» **ABOUT THIS EXERCISE**:
Which lines of the records contain the word "impl"? Show each of them.

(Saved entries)
++++++
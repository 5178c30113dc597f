//! Wall-clock sources for window evaluation.

use chrono::Utc;
use std::sync::atomic::{AtomicI64, Ordering};

/// A source of "now" as epoch milliseconds (UTC).
pub trait Clock: Send + Sync {
    fn now_millis(&self) -> i64;
}

/// The real wall clock.
#[derive(Debug, Clone, Copy, Default)]
pub struct SystemClock;

impl Clock for SystemClock {
    fn now_millis(&self) -> i64 {
        Utc::now().timestamp_millis()
    }
}

/// A clock that only moves when told to.
///
/// Used to exercise expiry without sleeping through a whole window.
#[derive(Debug, Default)]
pub struct ManualClock {
    now_ms: AtomicI64,
}

impl ManualClock {
    /// Create a manual clock frozen at `now_ms`.
    pub fn new(now_ms: i64) -> Self {
        Self {
            now_ms: AtomicI64::new(now_ms),
        }
    }

    /// Create a manual clock frozen at the current wall-clock time.
    pub fn starting_now() -> Self {
        Self::new(SystemClock.now_millis())
    }

    pub fn set(&self, now_ms: i64) {
        self.now_ms.store(now_ms, Ordering::SeqCst);
    }

    pub fn advance_millis(&self, delta_ms: i64) {
        self.now_ms.fetch_add(delta_ms, Ordering::SeqCst);
    }
}

impl Clock for ManualClock {
    fn now_millis(&self) -> i64 {
        self.now_ms.load(Ordering::SeqCst)
    }
}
++++++
» **RESULT FOR THIS EXERCISE**:
impl Clock for SystemClock {
impl ManualClock {
impl Clock for ManualClock {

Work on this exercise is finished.